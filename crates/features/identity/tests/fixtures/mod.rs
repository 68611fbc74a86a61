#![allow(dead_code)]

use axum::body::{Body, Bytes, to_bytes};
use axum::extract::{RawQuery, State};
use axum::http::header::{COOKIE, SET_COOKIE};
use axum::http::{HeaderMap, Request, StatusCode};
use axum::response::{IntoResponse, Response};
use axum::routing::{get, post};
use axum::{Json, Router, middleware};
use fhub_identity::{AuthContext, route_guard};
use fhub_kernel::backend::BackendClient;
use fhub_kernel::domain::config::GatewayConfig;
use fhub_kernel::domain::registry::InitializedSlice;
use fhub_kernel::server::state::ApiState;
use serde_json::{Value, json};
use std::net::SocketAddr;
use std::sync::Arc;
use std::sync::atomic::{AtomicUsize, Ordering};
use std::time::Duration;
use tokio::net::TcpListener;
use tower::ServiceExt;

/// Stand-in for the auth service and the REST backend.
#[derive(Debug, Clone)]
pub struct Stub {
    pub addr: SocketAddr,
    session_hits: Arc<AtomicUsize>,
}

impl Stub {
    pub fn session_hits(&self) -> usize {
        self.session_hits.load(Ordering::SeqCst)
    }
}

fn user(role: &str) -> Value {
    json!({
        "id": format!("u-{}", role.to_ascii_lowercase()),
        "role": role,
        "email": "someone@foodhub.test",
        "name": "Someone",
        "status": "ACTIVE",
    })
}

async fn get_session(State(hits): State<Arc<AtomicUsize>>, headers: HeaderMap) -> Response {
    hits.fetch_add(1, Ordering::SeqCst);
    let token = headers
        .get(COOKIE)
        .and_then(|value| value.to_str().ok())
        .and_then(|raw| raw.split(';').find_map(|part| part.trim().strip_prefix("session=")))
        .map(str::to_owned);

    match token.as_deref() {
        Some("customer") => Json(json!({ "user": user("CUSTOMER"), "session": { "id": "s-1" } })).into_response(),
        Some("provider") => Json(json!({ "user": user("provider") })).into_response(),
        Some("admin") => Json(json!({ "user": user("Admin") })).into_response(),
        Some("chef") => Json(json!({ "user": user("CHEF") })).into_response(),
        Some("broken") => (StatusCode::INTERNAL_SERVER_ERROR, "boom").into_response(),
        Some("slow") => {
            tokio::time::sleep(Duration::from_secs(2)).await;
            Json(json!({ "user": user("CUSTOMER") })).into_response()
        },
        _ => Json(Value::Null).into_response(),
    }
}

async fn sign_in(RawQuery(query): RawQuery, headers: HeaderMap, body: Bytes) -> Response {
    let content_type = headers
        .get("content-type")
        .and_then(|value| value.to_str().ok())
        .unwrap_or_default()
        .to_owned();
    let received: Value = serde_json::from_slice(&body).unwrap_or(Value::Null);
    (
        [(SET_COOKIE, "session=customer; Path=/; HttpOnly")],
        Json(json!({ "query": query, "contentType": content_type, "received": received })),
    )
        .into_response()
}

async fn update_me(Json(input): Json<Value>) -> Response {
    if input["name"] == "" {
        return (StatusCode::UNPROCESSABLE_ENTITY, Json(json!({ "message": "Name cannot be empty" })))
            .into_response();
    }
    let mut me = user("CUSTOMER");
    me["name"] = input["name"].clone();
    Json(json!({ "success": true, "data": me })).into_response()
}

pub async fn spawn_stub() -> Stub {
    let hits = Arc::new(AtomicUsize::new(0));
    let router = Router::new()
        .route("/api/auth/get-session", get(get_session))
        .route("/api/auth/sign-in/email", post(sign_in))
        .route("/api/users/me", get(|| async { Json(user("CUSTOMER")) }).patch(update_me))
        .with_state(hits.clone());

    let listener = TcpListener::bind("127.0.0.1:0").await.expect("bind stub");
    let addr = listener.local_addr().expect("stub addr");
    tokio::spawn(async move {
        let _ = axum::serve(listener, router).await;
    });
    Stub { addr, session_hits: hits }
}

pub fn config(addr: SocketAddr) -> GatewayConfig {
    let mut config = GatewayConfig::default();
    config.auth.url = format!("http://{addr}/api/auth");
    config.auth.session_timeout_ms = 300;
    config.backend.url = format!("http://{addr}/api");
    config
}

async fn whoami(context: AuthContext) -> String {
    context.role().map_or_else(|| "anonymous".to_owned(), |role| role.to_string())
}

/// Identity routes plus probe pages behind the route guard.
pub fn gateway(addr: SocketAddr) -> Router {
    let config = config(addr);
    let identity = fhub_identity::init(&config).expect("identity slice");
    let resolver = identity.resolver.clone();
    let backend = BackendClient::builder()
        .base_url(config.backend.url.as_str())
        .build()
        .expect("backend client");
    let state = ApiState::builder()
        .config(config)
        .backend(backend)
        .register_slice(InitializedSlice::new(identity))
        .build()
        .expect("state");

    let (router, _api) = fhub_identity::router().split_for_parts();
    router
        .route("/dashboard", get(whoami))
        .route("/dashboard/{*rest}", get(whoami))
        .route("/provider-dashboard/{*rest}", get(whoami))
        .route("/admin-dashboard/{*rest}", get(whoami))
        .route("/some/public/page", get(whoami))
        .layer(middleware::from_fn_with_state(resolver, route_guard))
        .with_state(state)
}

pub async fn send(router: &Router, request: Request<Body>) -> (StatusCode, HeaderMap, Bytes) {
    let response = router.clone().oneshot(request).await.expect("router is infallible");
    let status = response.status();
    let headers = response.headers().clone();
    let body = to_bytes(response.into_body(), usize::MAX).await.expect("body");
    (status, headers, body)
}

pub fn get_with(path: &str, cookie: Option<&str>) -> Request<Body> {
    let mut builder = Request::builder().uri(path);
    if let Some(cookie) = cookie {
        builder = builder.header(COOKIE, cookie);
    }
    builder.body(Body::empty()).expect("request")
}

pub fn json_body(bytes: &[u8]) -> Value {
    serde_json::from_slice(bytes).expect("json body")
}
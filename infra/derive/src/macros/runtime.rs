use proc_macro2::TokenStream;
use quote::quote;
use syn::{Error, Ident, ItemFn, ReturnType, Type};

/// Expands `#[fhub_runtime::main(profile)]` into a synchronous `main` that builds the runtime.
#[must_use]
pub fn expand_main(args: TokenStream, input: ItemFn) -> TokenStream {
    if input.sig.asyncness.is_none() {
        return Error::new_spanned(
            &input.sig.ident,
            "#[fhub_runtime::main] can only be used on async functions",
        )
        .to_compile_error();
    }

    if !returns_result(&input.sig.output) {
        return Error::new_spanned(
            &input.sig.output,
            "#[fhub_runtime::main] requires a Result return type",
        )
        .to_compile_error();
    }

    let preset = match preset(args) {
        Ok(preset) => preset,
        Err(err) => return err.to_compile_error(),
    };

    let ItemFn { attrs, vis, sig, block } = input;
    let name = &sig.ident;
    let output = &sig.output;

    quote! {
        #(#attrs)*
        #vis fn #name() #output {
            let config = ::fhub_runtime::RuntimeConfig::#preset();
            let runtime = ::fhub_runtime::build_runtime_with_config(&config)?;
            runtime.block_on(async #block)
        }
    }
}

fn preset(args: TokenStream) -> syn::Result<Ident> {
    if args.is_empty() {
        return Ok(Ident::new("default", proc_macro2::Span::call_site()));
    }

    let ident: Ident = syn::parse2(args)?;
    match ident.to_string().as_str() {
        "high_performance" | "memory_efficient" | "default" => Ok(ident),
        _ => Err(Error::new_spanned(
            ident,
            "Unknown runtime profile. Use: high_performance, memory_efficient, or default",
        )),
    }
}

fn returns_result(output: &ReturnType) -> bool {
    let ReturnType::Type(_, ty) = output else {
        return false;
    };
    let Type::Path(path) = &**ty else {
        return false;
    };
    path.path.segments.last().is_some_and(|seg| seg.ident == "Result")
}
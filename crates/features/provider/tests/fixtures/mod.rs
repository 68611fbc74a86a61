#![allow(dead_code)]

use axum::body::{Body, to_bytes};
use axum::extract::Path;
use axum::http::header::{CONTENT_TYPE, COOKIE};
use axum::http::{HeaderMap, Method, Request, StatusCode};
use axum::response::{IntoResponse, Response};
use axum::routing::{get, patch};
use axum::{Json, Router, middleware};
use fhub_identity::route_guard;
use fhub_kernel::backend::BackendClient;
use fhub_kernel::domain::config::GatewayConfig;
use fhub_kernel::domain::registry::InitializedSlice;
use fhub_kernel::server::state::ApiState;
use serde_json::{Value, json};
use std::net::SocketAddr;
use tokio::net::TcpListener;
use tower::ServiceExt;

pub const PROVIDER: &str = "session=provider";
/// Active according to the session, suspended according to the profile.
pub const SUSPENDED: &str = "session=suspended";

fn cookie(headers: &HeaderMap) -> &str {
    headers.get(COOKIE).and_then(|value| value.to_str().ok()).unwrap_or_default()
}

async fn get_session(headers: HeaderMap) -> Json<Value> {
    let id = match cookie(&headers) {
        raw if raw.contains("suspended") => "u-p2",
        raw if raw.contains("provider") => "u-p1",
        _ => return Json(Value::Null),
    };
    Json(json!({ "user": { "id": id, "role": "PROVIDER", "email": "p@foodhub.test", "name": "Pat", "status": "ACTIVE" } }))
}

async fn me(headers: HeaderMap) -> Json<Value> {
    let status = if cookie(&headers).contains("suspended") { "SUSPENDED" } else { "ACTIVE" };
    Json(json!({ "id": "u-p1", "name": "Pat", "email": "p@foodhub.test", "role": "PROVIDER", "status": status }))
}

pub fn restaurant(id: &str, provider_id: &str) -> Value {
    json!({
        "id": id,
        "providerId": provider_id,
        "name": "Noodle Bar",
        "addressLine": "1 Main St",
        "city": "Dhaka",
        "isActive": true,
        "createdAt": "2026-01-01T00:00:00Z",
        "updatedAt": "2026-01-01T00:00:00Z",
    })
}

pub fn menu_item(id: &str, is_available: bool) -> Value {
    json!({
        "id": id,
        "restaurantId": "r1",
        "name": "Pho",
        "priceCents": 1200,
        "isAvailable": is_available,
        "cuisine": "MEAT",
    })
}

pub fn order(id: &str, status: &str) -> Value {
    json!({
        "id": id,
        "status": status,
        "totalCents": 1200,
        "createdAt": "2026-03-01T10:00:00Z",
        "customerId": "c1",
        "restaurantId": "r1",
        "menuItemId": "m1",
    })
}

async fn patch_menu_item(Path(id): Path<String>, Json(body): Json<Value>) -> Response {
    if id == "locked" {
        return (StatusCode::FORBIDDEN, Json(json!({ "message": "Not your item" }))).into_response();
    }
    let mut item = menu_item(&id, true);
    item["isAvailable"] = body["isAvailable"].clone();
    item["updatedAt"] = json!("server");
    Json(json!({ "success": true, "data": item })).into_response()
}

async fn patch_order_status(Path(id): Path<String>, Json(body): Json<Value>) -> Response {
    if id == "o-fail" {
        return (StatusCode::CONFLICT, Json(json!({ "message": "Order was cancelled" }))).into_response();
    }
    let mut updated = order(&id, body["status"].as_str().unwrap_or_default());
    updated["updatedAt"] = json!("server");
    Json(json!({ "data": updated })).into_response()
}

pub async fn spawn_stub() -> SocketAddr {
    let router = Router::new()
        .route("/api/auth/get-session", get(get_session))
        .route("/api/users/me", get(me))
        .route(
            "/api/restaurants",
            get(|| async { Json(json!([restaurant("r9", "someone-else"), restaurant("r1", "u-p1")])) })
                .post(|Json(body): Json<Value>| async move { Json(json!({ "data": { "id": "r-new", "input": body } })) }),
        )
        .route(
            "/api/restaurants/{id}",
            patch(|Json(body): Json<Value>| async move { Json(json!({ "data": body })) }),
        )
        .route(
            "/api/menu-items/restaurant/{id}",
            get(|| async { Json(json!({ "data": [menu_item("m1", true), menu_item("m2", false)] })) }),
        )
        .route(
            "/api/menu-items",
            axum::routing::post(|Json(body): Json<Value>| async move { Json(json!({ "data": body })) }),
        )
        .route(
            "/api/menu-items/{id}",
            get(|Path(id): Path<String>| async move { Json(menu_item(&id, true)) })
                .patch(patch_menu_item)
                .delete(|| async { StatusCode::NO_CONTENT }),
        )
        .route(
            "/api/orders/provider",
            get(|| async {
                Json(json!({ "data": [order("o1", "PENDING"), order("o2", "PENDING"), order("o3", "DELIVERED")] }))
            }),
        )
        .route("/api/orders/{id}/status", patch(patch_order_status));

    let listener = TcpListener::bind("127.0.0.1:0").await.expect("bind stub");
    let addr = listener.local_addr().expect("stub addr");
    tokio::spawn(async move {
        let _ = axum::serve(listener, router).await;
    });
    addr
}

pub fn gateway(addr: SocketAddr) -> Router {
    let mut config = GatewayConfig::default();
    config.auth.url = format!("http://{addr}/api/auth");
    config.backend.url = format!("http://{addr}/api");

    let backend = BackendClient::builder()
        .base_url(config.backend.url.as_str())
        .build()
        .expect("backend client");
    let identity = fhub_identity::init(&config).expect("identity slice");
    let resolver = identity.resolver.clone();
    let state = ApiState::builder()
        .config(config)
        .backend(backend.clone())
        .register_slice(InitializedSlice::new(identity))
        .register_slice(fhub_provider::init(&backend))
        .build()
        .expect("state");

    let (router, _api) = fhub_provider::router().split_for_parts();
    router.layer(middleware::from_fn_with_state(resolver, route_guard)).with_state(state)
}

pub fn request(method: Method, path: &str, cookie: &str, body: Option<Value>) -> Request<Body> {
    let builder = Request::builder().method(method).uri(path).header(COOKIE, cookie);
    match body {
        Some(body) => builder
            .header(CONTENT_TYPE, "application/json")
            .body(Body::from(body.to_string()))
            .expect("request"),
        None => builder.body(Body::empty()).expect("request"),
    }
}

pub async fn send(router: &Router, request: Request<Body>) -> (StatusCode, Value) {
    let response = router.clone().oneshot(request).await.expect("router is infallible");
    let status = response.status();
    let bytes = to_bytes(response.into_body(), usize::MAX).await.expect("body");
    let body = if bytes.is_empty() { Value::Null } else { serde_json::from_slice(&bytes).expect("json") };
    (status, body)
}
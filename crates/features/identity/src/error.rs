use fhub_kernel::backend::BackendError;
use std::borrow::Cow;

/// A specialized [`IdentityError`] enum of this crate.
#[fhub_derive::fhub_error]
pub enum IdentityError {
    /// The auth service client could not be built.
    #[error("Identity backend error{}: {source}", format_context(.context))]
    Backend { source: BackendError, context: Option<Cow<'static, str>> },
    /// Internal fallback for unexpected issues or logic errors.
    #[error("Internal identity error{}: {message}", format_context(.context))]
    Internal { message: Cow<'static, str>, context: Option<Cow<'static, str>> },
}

◆ ◆ ◆ ◆ ◆

**Task to carry out**
What is needed is the number of lines in the entries that contain the word "Duration", written alone.

**Solved problem**
2